The room… I mean, will you show me where to get transportation tomorrow?”
“Certainly.”
Before midnight, the party had returned to the hospital.
Paul lay on a comfortable mattress for the first time in weeks, sleepless, and staring at the moonlight on the sill.
Somewhere downstairs, Willie was lying unconscious in an operating room, while the surgeon tried to repair the torn tendon.
Paul had ridden back with them in the ambulance, sitting a few feet from the stretcher, avoiding her sometimes wandering arms, and listening to her delirious moaning.
Now he felt his skin crawling with belated hypochondria.
What a fool he had been—touching the rope, the boat, the wheelbarrow, riding in the ambulance.
There were a thousand ways he could have picked up a few stray microorganisms lingering from a dermie’s touch.
And now, he lay here in this nest of disease….
But strange—it was the most peaceful, the sanest place he’d seen in months.
The religious orders simply accepted the plague—with masochistic complacency perhaps—but calmly.
A cross, or a penance, or something.
But no, they seemed to accept it almost gladly.
Nothing peculiar about that.
All dermies went wild-eyed with happiness about the “lovely desire” they possessed.
The priests weren’t wild-eyed.
Neither was normal man equipped with socially-shaped sexual desire.
Sublimation?
“Peace,” he muttered, and went to sleep.
A knocking at the door awoke him at dawn.
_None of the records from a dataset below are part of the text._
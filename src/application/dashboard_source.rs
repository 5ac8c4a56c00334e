// Source trait for dashboard snapshots
use crate::domain::error::FetchError;
use crate::domain::snapshot::DashboardSnapshot;
use async_trait::async_trait;
use bytes::Bytes;

#[async_trait]
pub trait DashboardSource: Send + Sync {
    /// Fetch and decode one complete snapshot
    async fn fetch_snapshot(&self) -> Result<DashboardSnapshot, FetchError>;

    /// Fetch the upstream success body untouched (used by the local proxy)
    async fn fetch_raw(&self) -> Result<Bytes, FetchError>;
}
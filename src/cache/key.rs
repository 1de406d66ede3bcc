//! Cache key derivation for progress assets
//!
//! A key embeds the normalized color and the progress percentage rounded
//! to two decimals, e.g. `3584e4.42.00`. The same `(color, progress)` pair
//! always derives the same key, so keys double as asset file stems.

use std::fmt;

/// Clamp a progress percentage into `[0, 100]`
///
/// Out-of-range values collapse onto the boundaries; non-finite input
/// collapses onto 0.
pub fn clamp_progress(progress: f64) -> f64 {
    if progress.is_nan() {
        0.0
    } else {
        progress.clamp(0.0, 100.0)
    }
}

/// Identifier addressing one rendered progress asset
#[derive(Debug, Clone, PartialEq, Eq, Hash)]
pub struct AssetKey(String);

impl AssetKey {
    /// Derive the key for a color token and progress percentage
    ///
    /// Pure and total: `color` is normalized by stripping a leading `#`,
    /// `progress` is clamped before formatting.
    pub fn derive(color: &str, progress: f64) -> Self {
        let color = color.trim_start_matches('#');
        let progress = clamp_progress(progress);
        Self(format!("{color}.{progress:.2}"))
    }

    /// Reconstruct a key from an asset file stem found on disk
    pub fn from_stem(stem: &str) -> Self {
        Self(stem.to_string())
    }

    /// The key as a filename-safe string
    pub fn as_str(&self) -> &str {
        &self.0
    }
}

impl fmt::Display for AssetKey {
    fn fmt(&self, f: &mut fmt::Formatter<'_>) -> fmt::Result {
        f.write_str(&self.0)
    }
}
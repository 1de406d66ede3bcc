//! Configuration management for ringcache

pub mod schema;

pub use schema::Config;

use crate::error::{RingError, RingResult};
use std::path::{Path, PathBuf};
use tokio::fs;
use tracing::{debug, info};

/// Configuration manager
pub struct ConfigManager {
    config_path: PathBuf,
}

impl ConfigManager {
    /// Create a new config manager with default path
    pub fn new() -> Self {
        Self {
            config_path: Self::default_config_path(),
        }
    }

    /// Create a config manager with a custom path
    pub fn with_path(path: PathBuf) -> Self {
        Self { config_path: path }
    }

    /// Get the default config file path
    pub fn default_config_path() -> PathBuf {
        dirs::config_dir()
            .unwrap_or_else(|| PathBuf::from("."))
            .join("ringcache")
            .join("config.toml")
    }

    /// Get the cache root directory (version directories live underneath)
    pub fn cache_root() -> RingResult<PathBuf> {
        Ok(dirs::cache_dir()
            .ok_or(RingError::CacheDirUnavailable)?
            .join("ringcache"))
    }

    /// Load configuration, creating default if not exists
    pub async fn load(&self) -> RingResult<Config> {
        if !self.config_path.exists() {
            debug!("Config file not found, using defaults");
            return Ok(Config::default());
        }

        self.load_from_file(&self.config_path).await
    }

    /// Load configuration from a specific file
    pub async fn load_from_file(&self, path: &Path) -> RingResult<Config> {
        let content = fs::read_to_string(path)
            .await
            .map_err(|e| RingError::io(format!("reading config from {}", path.display()), e))?;

        toml::from_str(&content).map_err(|e| RingError::ConfigInvalid {
            path: path.to_path_buf(),
            reason: e.to_string(),
        })
    }

    /// Save configuration to file
    pub async fn save(&self, config: &Config) -> RingResult<()> {
        self.ensure_config_dir().await?;

        let content = toml::to_string_pretty(config)?;
        fs::write(&self.config_path, content).await.map_err(|e| {
            RingError::io(
                format!("writing config to {}", self.config_path.display()),
                e,
            )
        })?;

        info!("Configuration saved to {}", self.config_path.display());
        Ok(())
    }

    /// Ensure the config directory exists
    async fn ensure_config_dir(&self) -> RingResult<()> {
        if let Some(parent) = self.config_path.parent() {
            fs::create_dir_all(parent)
                .await
                .map_err(|e| RingError::ConfigDirCreate {
                    path: parent.to_path_buf(),
                    source: e,
                })?;
        }
        Ok(())
    }

    /// Get the config file path
    pub fn path(&self) -> &Path {
        &self.config_path
    }
}

impl Default for ConfigManager {
    fn default() -> Self {
        Self::new()
    }
}
//! ringcache CLI entry point

use clap::Parser;
use console::style;
use ringcache::cli::{Cli, Commands};
use ringcache::config::ConfigManager;
use ringcache::error::RingResult;
use std::process::ExitCode;
use tracing_subscriber::EnvFilter;

#[tokio::main]
async fn main() -> ExitCode {
    match run().await {
        Ok(()) => ExitCode::SUCCESS,
        Err(e) => {
            eprintln!("{} {}", style("Error:").red().bold(), e);
            if let Some(hint) = e.hint() {
                eprintln!("{} {}", style("Hint:").yellow(), hint);
            }
            ExitCode::FAILURE
        }
    }
}

async fn run() -> RingResult<()> {
    let cli = Cli::parse();

    // Initialize logging: 0 = warn, 1 = info, 2+ = debug
    let filter = match cli.verbose {
        0 => EnvFilter::new("ringcache=warn"),
        1 => EnvFilter::new("ringcache=info"),
        _ => EnvFilter::new("ringcache=debug"),
    };

    tracing_subscriber::fmt()
        .with_env_filter(filter)
        .with_target(false)
        .without_time()
        .init();

    let manager = if let Some(ref path) = cli.config {
        ConfigManager::with_path(path.clone())
    } else {
        ConfigManager::new()
    };
    let config = manager.load().await?;

    let cache_root = match cli.cache_dir {
        Some(dir) => dir,
        None => ConfigManager::cache_root()?,
    };

    match cli.command {
        Commands::Render(args) => ringcache::cli::commands::render(args, &config, cache_root).await,
        Commands::Purge => ringcache::cli::commands::purge(cache_root).await,
        Commands::Config(args) => ringcache::cli::commands::config(args, &manager, &config),
    }
}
He grunted at it disgustedly and sat up in bed.
The door, which he had forgotten to lock, swung open.
A chubby nun with a breakfast tray started into the room.
She saw his face, then stopped. She closed her eyes, wrinkled her nose, and framed a silent prayer with her lips.
Then she backed slowly out.
“I’m sorry, sir!” she quavered through the door. “I—I knew there was a patient in here, but I didn’t know… you weren’t a hyper. Forgive me.”
He heard her scurrying away down the hall.
Somehow, he began to feel safe.
But wasn’t that exactly what they wanted him to feel!
He realized suddenly that he was trapped.
He had left the shotgun in the emergency room.
What was he—guest or captive?
Months of fleeing from the gray terror had left him suspicious. Soon he would find out.
He arose and began dressing.
Before he finished, Mendelhaus came.
He did not enter, but stood in the hallway beyond the door.
He smiled a faint greeting, and said,
“So you’re Paul?” He felt heat rising in his face.
“She’s awake, then?” he asked gruffly.
The priest nodded.
“Want to see her?”
“No, I’ve got to be going.”
“It would do her good.” He coughed angrily.
Why did the black-cassocked dermie have to put it that way? “Well it wouldn’t do me any good!” he snarled. “I’ve been around too many gray-leather hides already!”
Mendelhaus shrugged, but his eyes bore a hint of contempt.